** DIRECTIONS FOR THIS TASK **
Your task is to copy the stretch of lines in the records below that begins with the line containing "on_path[idx] = false;" and ends with the line containing "for root in", exactly as written, with nothing added.

Stored items:
-=-=-

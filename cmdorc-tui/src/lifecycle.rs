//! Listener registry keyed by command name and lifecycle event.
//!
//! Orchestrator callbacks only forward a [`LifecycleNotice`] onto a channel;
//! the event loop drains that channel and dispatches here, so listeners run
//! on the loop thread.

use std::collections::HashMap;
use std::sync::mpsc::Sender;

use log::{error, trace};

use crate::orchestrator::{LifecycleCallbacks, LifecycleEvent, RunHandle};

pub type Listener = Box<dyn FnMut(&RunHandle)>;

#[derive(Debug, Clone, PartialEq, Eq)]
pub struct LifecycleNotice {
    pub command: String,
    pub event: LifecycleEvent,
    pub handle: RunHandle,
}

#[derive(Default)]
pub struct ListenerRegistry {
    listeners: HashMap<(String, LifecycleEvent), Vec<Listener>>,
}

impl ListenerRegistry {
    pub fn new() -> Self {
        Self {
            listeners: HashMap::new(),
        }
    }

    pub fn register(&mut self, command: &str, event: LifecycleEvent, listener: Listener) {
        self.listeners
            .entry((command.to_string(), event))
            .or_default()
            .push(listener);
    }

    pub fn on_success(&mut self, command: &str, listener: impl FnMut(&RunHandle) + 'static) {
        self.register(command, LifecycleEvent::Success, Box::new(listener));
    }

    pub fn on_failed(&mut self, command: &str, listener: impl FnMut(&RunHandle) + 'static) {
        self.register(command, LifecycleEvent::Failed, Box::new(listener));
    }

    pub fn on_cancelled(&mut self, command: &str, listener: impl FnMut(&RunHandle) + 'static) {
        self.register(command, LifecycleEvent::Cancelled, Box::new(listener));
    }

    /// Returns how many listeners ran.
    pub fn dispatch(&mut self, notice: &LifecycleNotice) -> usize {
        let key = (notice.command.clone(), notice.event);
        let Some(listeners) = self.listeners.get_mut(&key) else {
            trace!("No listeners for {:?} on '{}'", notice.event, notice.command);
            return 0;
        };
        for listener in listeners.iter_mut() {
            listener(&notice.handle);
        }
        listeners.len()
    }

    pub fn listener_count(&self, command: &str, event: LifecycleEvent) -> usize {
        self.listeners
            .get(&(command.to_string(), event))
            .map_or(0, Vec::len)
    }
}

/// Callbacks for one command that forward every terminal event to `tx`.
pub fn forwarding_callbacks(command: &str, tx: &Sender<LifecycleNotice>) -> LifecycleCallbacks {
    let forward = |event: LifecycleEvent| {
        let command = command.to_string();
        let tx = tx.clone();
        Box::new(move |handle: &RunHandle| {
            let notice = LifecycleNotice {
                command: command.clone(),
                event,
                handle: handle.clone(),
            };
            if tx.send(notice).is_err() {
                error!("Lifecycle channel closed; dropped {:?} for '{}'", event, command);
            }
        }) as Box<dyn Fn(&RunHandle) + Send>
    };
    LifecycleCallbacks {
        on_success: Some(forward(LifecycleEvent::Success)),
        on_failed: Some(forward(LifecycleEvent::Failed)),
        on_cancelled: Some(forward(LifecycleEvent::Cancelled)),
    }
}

-=-=-

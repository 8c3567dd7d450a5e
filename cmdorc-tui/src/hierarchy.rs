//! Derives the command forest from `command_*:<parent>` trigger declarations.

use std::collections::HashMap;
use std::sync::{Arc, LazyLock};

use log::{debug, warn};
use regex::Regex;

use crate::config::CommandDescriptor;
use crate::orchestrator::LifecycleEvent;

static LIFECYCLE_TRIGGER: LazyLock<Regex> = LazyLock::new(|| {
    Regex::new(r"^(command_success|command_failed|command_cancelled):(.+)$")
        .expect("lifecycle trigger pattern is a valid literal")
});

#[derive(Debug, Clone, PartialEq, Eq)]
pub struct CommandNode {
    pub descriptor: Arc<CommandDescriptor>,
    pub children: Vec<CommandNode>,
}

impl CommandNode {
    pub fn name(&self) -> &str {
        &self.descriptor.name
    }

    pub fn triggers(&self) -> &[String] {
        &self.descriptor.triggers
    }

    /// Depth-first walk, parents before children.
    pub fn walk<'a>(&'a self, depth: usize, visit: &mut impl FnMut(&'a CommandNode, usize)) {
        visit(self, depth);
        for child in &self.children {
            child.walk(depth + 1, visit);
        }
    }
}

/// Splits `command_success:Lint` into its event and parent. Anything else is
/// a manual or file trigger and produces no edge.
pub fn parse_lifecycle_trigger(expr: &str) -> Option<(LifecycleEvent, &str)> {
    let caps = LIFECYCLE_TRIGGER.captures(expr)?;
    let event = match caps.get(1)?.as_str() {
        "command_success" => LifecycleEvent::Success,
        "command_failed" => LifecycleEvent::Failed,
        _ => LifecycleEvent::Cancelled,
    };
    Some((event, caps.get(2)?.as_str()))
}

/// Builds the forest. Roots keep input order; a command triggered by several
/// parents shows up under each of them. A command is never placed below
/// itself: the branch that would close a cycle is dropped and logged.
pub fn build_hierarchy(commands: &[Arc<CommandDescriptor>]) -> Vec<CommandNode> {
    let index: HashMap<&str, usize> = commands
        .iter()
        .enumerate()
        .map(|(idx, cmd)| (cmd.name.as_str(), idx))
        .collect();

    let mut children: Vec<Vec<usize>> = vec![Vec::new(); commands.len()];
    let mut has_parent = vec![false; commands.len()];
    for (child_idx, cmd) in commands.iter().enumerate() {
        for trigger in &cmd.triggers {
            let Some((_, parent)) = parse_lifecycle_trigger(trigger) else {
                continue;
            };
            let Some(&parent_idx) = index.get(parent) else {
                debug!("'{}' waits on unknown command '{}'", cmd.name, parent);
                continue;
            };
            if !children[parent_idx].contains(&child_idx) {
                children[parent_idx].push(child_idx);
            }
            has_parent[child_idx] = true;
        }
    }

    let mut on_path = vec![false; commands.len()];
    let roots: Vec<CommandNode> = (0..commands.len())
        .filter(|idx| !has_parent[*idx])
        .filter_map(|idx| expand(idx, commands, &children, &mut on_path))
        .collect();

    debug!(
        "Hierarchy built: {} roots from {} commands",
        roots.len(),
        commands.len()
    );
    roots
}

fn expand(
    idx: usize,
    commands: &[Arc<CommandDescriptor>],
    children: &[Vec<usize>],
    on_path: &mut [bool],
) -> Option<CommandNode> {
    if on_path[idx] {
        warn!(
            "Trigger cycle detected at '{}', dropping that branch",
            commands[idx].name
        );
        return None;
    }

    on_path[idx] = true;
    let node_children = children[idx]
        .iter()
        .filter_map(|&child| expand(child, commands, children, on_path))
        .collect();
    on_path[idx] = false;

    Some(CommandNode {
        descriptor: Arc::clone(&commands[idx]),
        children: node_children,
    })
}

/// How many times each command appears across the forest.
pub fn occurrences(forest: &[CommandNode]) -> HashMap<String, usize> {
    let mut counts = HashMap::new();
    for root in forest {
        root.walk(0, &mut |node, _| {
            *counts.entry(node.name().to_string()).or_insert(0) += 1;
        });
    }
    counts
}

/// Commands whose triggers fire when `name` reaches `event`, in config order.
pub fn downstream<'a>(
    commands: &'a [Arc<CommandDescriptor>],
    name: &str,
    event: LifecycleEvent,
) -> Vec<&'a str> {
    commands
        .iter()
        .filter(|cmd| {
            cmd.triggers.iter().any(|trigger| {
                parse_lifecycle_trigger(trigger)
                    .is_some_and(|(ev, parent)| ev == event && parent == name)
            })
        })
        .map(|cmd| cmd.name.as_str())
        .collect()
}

-=-=-

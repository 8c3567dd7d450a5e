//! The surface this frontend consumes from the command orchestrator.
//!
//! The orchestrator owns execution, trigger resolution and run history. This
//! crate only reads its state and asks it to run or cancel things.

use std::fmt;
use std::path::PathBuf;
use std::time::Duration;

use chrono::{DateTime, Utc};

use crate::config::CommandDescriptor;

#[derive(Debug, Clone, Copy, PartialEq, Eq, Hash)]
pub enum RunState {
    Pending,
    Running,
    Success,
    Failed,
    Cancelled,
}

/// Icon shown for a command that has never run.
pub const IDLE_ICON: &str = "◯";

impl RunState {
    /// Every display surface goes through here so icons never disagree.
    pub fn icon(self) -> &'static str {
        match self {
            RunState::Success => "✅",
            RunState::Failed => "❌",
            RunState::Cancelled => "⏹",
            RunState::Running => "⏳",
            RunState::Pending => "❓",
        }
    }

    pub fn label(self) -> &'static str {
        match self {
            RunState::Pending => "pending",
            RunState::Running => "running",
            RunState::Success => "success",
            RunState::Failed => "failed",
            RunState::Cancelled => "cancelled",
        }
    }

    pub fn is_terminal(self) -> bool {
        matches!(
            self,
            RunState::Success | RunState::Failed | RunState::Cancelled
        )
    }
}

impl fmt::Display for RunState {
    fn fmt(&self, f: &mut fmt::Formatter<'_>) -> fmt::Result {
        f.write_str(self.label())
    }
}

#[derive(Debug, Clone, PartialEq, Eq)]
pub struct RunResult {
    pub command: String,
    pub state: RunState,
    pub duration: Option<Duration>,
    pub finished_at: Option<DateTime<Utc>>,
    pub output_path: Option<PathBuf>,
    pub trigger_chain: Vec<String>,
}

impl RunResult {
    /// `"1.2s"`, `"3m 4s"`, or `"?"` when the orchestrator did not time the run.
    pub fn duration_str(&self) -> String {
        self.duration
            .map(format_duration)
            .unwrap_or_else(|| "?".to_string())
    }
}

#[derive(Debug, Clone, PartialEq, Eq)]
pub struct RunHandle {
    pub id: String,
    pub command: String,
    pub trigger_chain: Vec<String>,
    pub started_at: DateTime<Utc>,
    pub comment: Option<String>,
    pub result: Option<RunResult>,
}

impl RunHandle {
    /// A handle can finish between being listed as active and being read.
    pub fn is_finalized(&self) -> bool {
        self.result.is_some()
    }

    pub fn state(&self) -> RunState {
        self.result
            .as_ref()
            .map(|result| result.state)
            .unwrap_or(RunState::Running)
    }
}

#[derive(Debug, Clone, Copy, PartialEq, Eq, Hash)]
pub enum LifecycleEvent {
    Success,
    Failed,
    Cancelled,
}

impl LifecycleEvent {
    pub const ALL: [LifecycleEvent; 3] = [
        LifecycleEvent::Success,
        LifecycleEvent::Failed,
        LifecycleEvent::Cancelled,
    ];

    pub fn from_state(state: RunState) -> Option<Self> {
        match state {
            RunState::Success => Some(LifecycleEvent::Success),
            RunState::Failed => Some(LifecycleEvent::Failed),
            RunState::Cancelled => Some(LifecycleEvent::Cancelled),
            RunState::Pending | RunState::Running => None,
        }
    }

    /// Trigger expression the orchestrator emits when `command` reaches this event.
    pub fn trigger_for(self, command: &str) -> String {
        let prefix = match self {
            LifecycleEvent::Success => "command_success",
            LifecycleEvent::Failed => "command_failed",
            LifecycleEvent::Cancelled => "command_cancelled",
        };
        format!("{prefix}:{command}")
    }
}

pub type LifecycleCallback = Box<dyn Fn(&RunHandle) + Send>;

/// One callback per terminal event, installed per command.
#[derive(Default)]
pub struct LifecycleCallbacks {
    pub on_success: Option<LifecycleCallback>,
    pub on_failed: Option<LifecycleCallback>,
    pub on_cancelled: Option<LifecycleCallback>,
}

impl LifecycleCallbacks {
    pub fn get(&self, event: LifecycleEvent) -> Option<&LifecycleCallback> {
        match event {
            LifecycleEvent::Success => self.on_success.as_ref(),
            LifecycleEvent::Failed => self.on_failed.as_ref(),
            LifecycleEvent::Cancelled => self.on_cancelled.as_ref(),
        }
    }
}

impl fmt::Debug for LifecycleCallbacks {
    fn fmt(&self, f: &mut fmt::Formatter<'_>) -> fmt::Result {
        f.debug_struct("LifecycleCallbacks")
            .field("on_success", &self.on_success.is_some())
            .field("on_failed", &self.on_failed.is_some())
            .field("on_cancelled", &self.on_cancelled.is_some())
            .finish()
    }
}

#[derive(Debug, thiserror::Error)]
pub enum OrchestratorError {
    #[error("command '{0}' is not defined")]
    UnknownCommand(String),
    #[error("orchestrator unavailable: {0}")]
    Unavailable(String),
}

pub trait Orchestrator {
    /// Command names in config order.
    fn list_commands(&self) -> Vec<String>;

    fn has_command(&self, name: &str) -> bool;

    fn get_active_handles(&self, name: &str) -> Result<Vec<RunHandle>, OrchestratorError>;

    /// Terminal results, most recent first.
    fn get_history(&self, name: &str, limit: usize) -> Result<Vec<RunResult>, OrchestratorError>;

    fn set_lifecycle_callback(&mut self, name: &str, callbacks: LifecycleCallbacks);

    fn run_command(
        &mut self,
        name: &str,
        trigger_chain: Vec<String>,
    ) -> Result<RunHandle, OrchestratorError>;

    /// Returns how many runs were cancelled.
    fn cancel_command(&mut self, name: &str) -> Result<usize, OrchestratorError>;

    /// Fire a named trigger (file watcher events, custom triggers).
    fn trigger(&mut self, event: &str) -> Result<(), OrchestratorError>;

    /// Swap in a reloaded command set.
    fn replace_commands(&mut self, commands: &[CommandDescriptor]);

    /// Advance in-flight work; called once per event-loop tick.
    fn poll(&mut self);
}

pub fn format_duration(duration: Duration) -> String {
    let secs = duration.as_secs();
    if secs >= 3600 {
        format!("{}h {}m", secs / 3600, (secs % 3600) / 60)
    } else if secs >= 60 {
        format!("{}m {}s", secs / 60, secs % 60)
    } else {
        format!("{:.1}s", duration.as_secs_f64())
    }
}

-=-=-

** RESULT **
    on_path[idx] = false;

    Some(CommandNode {
        descriptor: Arc::clone(&commands[idx]),
        children: node_children,
    })
}

/// How many times each command appears across the forest.
pub fn occurrences(forest: &[CommandNode]) -> HashMap<String, usize> {
    let mut counts = HashMap::new();
    for root in forest {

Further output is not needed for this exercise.